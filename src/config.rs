//! Configuration loading with env-var overrides.
//!
//! Reads the TOML file named by `CARDIO_CONFIG` (default
//! `config/default.toml`, relative to the working directory), then applies
//! the `CARDIO_*` overrides. When the default file is absent the built-in
//! defaults are used.

use std::{
    collections::BTreeMap,
    env, fs,
    path::{Path, PathBuf},
};

use serde::Deserialize;

use crate::adapters::fs::ArtifactLayout;
use crate::adapters::manifest::{verifying_key_from_b64, IntegrityPolicy};
use crate::application::StartupOptions;
use crate::{CardioError, Result};

const DEFAULT_CONFIG_PATH: &str = "config/default.toml";

/// Where log output goes. Stdout always carries protocol responses.
#[derive(Debug, Clone, Copy, PartialEq, Eq, Deserialize)]
#[serde(rename_all = "snake_case")]
pub enum LogMode {
    Stderr,
    File,
}

impl std::str::FromStr for LogMode {
    type Err = CardioError;

    fn from_str(s: &str) -> Result<Self> {
        match s.trim().to_ascii_lowercase().as_str() {
            "stderr" => Ok(Self::Stderr),
            "file" => Ok(Self::File),
            other => Err(CardioError::Config(format!(
                "unknown log mode {other:?} (expected \"stderr\" or \"file\")"
            ))),
        }
    }
}

#[derive(Debug, Clone, PartialEq, Eq)]
pub struct LogConfig {
    pub mode: LogMode,
    /// Log file path, used when `mode` is `File`
    pub file: PathBuf,
    /// `EnvFilter` directives; `RUST_LOG` takes precedence at runtime
    pub filter: String,
}

#[derive(Debug, Clone, PartialEq, Eq)]
pub struct ArtifactsConfig {
    /// Artifact directory; model locations are relative to it
    pub dir: PathBuf,
    pub layout: ArtifactLayout,
    pub require_signed: bool,
    /// Base64 Ed25519 public key for `manifest.sig`
    pub signing_pubkey_b64: Option<String>,
}

/// Fully-resolved configuration.
#[derive(Debug, Clone, PartialEq, Eq)]
pub struct Config {
    pub artifacts: ArtifactsConfig,
    /// Logical model name to artifact location
    pub models: BTreeMap<String, String>,
    pub strict_startup: bool,
    pub log: LogConfig,
}

impl Config {
    /// Integrity policy for opening the artifact directory.
    ///
    /// # Errors
    /// Returns `Config` for a malformed key, or when signatures are required
    /// but no key is configured.
    pub fn integrity_policy(&self) -> Result<IntegrityPolicy> {
        let verifying_key = self
            .artifacts
            .signing_pubkey_b64
            .as_deref()
            .map(verifying_key_from_b64)
            .transpose()
            .map_err(|e| CardioError::Config(e.to_string()))?;

        if self.artifacts.require_signed && verifying_key.is_none() {
            return Err(CardioError::Config(
                "require_signed is set but no signing public key is configured".into(),
            ));
        }

        Ok(IntegrityPolicy {
            require_signed: self.artifacts.require_signed,
            verifying_key,
        })
    }

    #[must_use]
    pub fn startup_options(&self) -> StartupOptions {
        StartupOptions {
            strict: self.strict_startup,
            models: self.models.clone(),
        }
    }
}

/// Values taken from the environment, applied over the file.
///
/// Tests build this directly instead of mutating env vars.
#[derive(Debug, Clone, Default)]
pub struct Overrides {
    pub artifact_dir: Option<PathBuf>,
    pub log_mode: Option<LogMode>,
    pub log_file: Option<PathBuf>,
    pub log_filter: Option<String>,
    pub strict_startup: Option<bool>,
    pub require_signed: Option<bool>,
    pub signing_pubkey_b64_file: Option<PathBuf>,
}

impl Overrides {
    /// Read the `CARDIO_*` override variables.
    ///
    /// # Errors
    /// Returns `Config` for unparseable values.
    pub fn from_env() -> Result<Self> {
        let var = |name: &str| env::var(name).ok().filter(|v| !v.trim().is_empty());
        Ok(Self {
            artifact_dir: var("CARDIO_ARTIFACT_DIR").map(PathBuf::from),
            log_mode: var("CARDIO_LOG_MODE").map(|v| v.parse::<LogMode>()).transpose()?,
            log_file: var("CARDIO_LOG_FILE").map(PathBuf::from),
            log_filter: var("CARDIO_LOG_FILTER"),
            strict_startup: var("CARDIO_STRICT_STARTUP")
                .map(|v| parse_flag("CARDIO_STRICT_STARTUP", &v))
                .transpose()?,
            require_signed: var("CARDIO_REQUIRE_SIGNED_ARTIFACTS")
                .map(|v| parse_flag("CARDIO_REQUIRE_SIGNED_ARTIFACTS", &v))
                .transpose()?,
            signing_pubkey_b64_file: var("CARDIO_SIGNING_PUBKEY_B64_FILE").map(PathBuf::from),
        })
    }
}

fn parse_flag(name: &str, value: &str) -> Result<bool> {
    match value.trim().to_ascii_lowercase().as_str() {
        "1" | "true" | "yes" | "on" => Ok(true),
        "0" | "false" | "no" | "off" => Ok(false),
        other => Err(CardioError::Config(format!(
            "{name} must be a boolean, got {other:?}"
        ))),
    }
}

/// Raw TOML shape, the `serde` target before resolution.
#[derive(Deserialize, Default)]
#[serde(deny_unknown_fields)]
struct RawConfig {
    #[serde(default)]
    artifacts: RawArtifacts,
    #[serde(default = "default_models")]
    models: BTreeMap<String, String>,
    #[serde(default)]
    startup: RawStartup,
    #[serde(default)]
    log: RawLog,
}

#[derive(Deserialize)]
#[serde(deny_unknown_fields)]
struct RawArtifacts {
    #[serde(default = "default_artifact_dir")]
    dir: String,
    #[serde(default = "default_scaler")]
    scaler: String,
    #[serde(default = "default_summary_metrics")]
    summary_metrics: String,
    #[serde(default = "default_detailed_metrics")]
    detailed_metrics: String,
    #[serde(default)]
    require_signed: bool,
    #[serde(default)]
    signing_pubkey_b64: Option<String>,
}

impl Default for RawArtifacts {
    fn default() -> Self {
        Self {
            dir: default_artifact_dir(),
            scaler: default_scaler(),
            summary_metrics: default_summary_metrics(),
            detailed_metrics: default_detailed_metrics(),
            require_signed: false,
            signing_pubkey_b64: None,
        }
    }
}

#[derive(Deserialize, Default)]
#[serde(deny_unknown_fields)]
struct RawStartup {
    #[serde(default)]
    strict: bool,
}

#[derive(Deserialize)]
#[serde(deny_unknown_fields)]
struct RawLog {
    #[serde(default = "default_log_mode")]
    mode: LogMode,
    #[serde(default = "default_log_file")]
    file: String,
    #[serde(default = "default_log_filter")]
    filter: String,
}

impl Default for RawLog {
    fn default() -> Self {
        Self {
            mode: default_log_mode(),
            file: default_log_file(),
            filter: default_log_filter(),
        }
    }
}

fn default_artifact_dir() -> String { "artifacts".to_string() }
fn default_scaler() -> String { ArtifactLayout::default().scaler }
fn default_summary_metrics() -> String { ArtifactLayout::default().summary_metrics }
fn default_detailed_metrics() -> String { ArtifactLayout::default().detailed_metrics }
fn default_log_mode() -> LogMode { LogMode::Stderr }
fn default_log_file() -> String { "logs/cardiorisk.log".to_string() }
fn default_log_filter() -> String { "info".to_string() }

fn default_models() -> BTreeMap<String, String> {
    [
        ("XGBoost", "models/xgboost_model.json"),
        ("Random Forest", "models/random_forest_model.json"),
        ("Logistic Regression", "models/logistic_regression_model.json"),
        ("SVC", "models/svc_model.json"),
        ("KNN", "models/knn_model.json"),
        ("Decision Tree", "models/decision_tree_model.json"),
    ]
    .into_iter()
    .map(|(name, location)| (name.to_string(), location.to_string()))
    .collect()
}

/// Load config from `CARDIO_CONFIG` or `config/default.toml`, then apply
/// env-var overrides.
///
/// # Errors
/// Returns `Config` if the file cannot be read or parsed, or an override is
/// invalid. A missing `CARDIO_CONFIG` target is an error; a missing default
/// file is not.
pub fn load() -> Result<Config> {
    let overrides = Overrides::from_env()?;
    match env::var("CARDIO_CONFIG").ok().filter(|v| !v.trim().is_empty()) {
        Some(path) => load_from(Some(Path::new(&path)), &overrides),
        None => {
            let default = Path::new(DEFAULT_CONFIG_PATH);
            load_from(default.exists().then_some(default), &overrides)
        }
    }
}

/// Internal loader: an explicit path (or built-in defaults) plus overrides.
///
/// # Errors
/// Returns `Config` if the file cannot be read or parsed, or the public key
/// file cannot be read.
pub fn load_from(path: Option<&Path>, overrides: &Overrides) -> Result<Config> {
    let raw = match path {
        Some(path) => {
            let text = fs::read_to_string(path).map_err(|e| {
                CardioError::Config(format!("cannot read {}: {e}", path.display()))
            })?;
            toml::from_str(&text).map_err(|e| {
                CardioError::Config(format!("parse error in {}: {e}", path.display()))
            })?
        }
        None => RawConfig::default(),
    };
    resolve(raw, overrides)
}

fn resolve(raw: RawConfig, overrides: &Overrides) -> Result<Config> {
    let signing_pubkey_b64 = match &overrides.signing_pubkey_b64_file {
        Some(path) => Some(
            fs::read_to_string(path)
                .map_err(|e| {
                    CardioError::Config(format!("cannot read public key {}: {e}", path.display()))
                })?
                .trim()
                .to_string(),
        ),
        None => raw.artifacts.signing_pubkey_b64,
    };

    let models = if raw.models.is_empty() {
        default_models()
    } else {
        raw.models
    };

    Ok(Config {
        artifacts: ArtifactsConfig {
            dir: overrides
                .artifact_dir
                .clone()
                .unwrap_or_else(|| PathBuf::from(raw.artifacts.dir)),
            layout: ArtifactLayout {
                scaler: raw.artifacts.scaler,
                summary_metrics: raw.artifacts.summary_metrics,
                detailed_metrics: raw.artifacts.detailed_metrics,
            },
            require_signed: overrides
                .require_signed
                .unwrap_or(raw.artifacts.require_signed),
            signing_pubkey_b64,
        },
        models,
        strict_startup: overrides.strict_startup.unwrap_or(raw.startup.strict),
        log: LogConfig {
            mode: overrides.log_mode.unwrap_or(raw.log.mode),
            file: overrides
                .log_file
                .clone()
                .unwrap_or_else(|| PathBuf::from(raw.log.file)),
            filter: overrides
                .log_filter
                .clone()
                .unwrap_or(raw.log.filter),
        },
    })
}

#[cfg(test)]
mod tests {
    use super::*;
    use base64::Engine;
    use ed25519_dalek::SigningKey;
    use tempfile::tempdir;

    fn write_config(dir: &Path, body: &str) -> PathBuf {
        let path = dir.join("cardiorisk.toml");
        fs::write(&path, body).expect("write config");
        path
    }

    #[test]
    fn test_builtin_defaults() {
        let config = load_from(None, &Overrides::default()).expect("defaults");
        assert_eq!(config.artifacts.dir, PathBuf::from("artifacts"));
        assert_eq!(config.artifacts.layout, ArtifactLayout::default());
        assert_eq!(config.models.len(), 6);
        assert_eq!(
            config.models.get("XGBoost").map(String::as_str),
            Some("models/xgboost_model.json")
        );
        assert!(!config.strict_startup);
        assert_eq!(config.log.mode, LogMode::Stderr);
    }

    #[test]
    fn test_shipped_default_file_matches_builtin() {
        let path = Path::new(env!("CARGO_MANIFEST_DIR")).join(DEFAULT_CONFIG_PATH);
        let config = load_from(Some(&path), &Overrides::default()).expect("load");
        let builtin = load_from(None, &Overrides::default()).expect("defaults");
        assert_eq!(config, builtin);
    }

    #[test]
    fn test_file_values() {
        let temp = tempdir().expect("tempdir");
        let path = write_config(
            temp.path(),
            r#"
[artifacts]
dir = "/srv/cardio"
scaler = "scaler_v2.json"

[models]
"Logistic Regression" = "lr.json"

[startup]
strict = true

[log]
mode = "file"
file = "/var/log/cardio.log"
filter = "cardiorisk=debug"
"#,
        );

        let config = load_from(Some(&path), &Overrides::default()).expect("load");
        assert_eq!(config.artifacts.dir, PathBuf::from("/srv/cardio"));
        assert_eq!(config.artifacts.layout.scaler, "scaler_v2.json");
        assert_eq!(config.artifacts.layout.summary_metrics, "model_metrics.json");
        assert_eq!(config.models.len(), 1);
        assert!(config.strict_startup);
        assert_eq!(config.log.mode, LogMode::File);
        assert_eq!(config.log.filter, "cardiorisk=debug");
        assert!(config.startup_options().strict);
    }

    #[test]
    fn test_overrides_win() {
        let temp = tempdir().expect("tempdir");
        let path = write_config(temp.path(), "[startup]\nstrict = true\n");
        let overrides = Overrides {
            artifact_dir: Some(PathBuf::from("/tmp/artifacts")),
            log_mode: Some(LogMode::File),
            log_filter: Some("warn".into()),
            strict_startup: Some(false),
            ..Overrides::default()
        };

        let config = load_from(Some(&path), &overrides).expect("load");
        assert_eq!(config.artifacts.dir, PathBuf::from("/tmp/artifacts"));
        assert_eq!(config.log.mode, LogMode::File);
        assert_eq!(config.log.filter, "warn");
        assert!(!config.strict_startup);
    }

    #[test]
    fn test_unknown_keys_and_missing_file_fail() {
        let temp = tempdir().expect("tempdir");
        let path = write_config(temp.path(), "[artifacts]\ndirectory = \"x\"\n");
        assert!(matches!(
            load_from(Some(&path), &Overrides::default()),
            Err(CardioError::Config(_))
        ));

        let missing = temp.path().join("absent.toml");
        let err = load_from(Some(&missing), &Overrides::default()).expect_err("Must fail");
        assert!(err.to_string().contains("cannot read"));
    }

    #[test]
    fn test_parse_flag_and_log_mode() {
        assert!(parse_flag("X", "yes").expect("flag"));
        assert!(!parse_flag("X", "0").expect("flag"));
        assert!(parse_flag("X", "maybe").is_err());
        assert_eq!("FILE".parse::<LogMode>().expect("mode"), LogMode::File);
        assert!("syslog".parse::<LogMode>().is_err());
    }

    #[test]
    fn test_integrity_policy() {
        let temp = tempdir().expect("tempdir");
        let signing = SigningKey::from_bytes(&[7u8; 32]);
        let pubkey_b64 =
            base64::engine::general_purpose::STANDARD.encode(signing.verifying_key().to_bytes());
        let key_file = temp.path().join("pubkey.b64");
        fs::write(&key_file, format!("{pubkey_b64}\n")).expect("write key");

        let overrides = Overrides {
            require_signed: Some(true),
            signing_pubkey_b64_file: Some(key_file),
            ..Overrides::default()
        };
        let config = load_from(None, &overrides).expect("load");
        let policy = config.integrity_policy().expect("policy");
        assert!(policy.require_signed);
        assert_eq!(policy.verifying_key, Some(signing.verifying_key()));

        let unsigned = Overrides {
            require_signed: Some(true),
            ..Overrides::default()
        };
        let config = load_from(None, &unsigned).expect("load");
        assert!(config.integrity_policy().is_err());
    }
}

┄┄┄┄┄┄┄┄┄┄

Go through the listing and copy each line with the string "true".

- **Task output**
        "1" | "true" | "yes" | "on" => Ok(true),
strict = true
        let path = write_config(temp.path(), "[startup]\nstrict = true\n");
            require_signed: Some(true),
            require_signed: Some(true),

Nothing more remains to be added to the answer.